Technical information
- Licensing authority: CRT
- Class: C1
- ERP: 50 kW
- HAAT: 395.33 m (1,297.0 ft)
- Transmitter coordinates: 22°43′59″N 102°33′00″W﻿ / ﻿22.73306°N 102.55000°W

Links
- Webcast: XHEXZ Lupe93.3 Website

= XHEXZ-FM =

Radio station in Zacatecas, Mexico

XHEXZ-FM is a radio station on 93.3 FM in Zacatecas, Zacatecas.
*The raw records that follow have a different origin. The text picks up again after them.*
//! Core error types used across the system

use thiserror::Error;
use crate::money::MoneyError;
use crate::temporal::TemporalError;

/// Core error type for the kernel
#[derive(Debug, Error)]
pub enum CoreError {
    #[error("Money error: {0}")]
    Money(#[from] MoneyError),

    #[error("Temporal error: {0}")]
    Temporal(#[from] TemporalError),

    #[error("Validation error: {0}")]
    Validation(String),

    #[error("Configuration error: {0}")]
    Configuration(String),
}

impl CoreError {
    pub fn validation(message: impl Into<String>) -> Self {
        CoreError::Validation(message.into())
    }

    pub fn configuration(message: impl Into<String>) -> Self {
        CoreError::Configuration(message.into())
    }
}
The station is owned by Grupo Radiofónico ZER and is known as Lupe 93.3.

==History==
XHEXZ began as XEXZ-AM 1150, with a concession awarded to Edmundo Llamas Felix in March 1950. In the early 2000s, XEXZ moved to 560.

The station migrated to FM in 2011, initially with an effective radiated power of 3,000 watts, and then increased its power to 50,000 watts several years later. Its FM tower is on Cerro de la Virgen.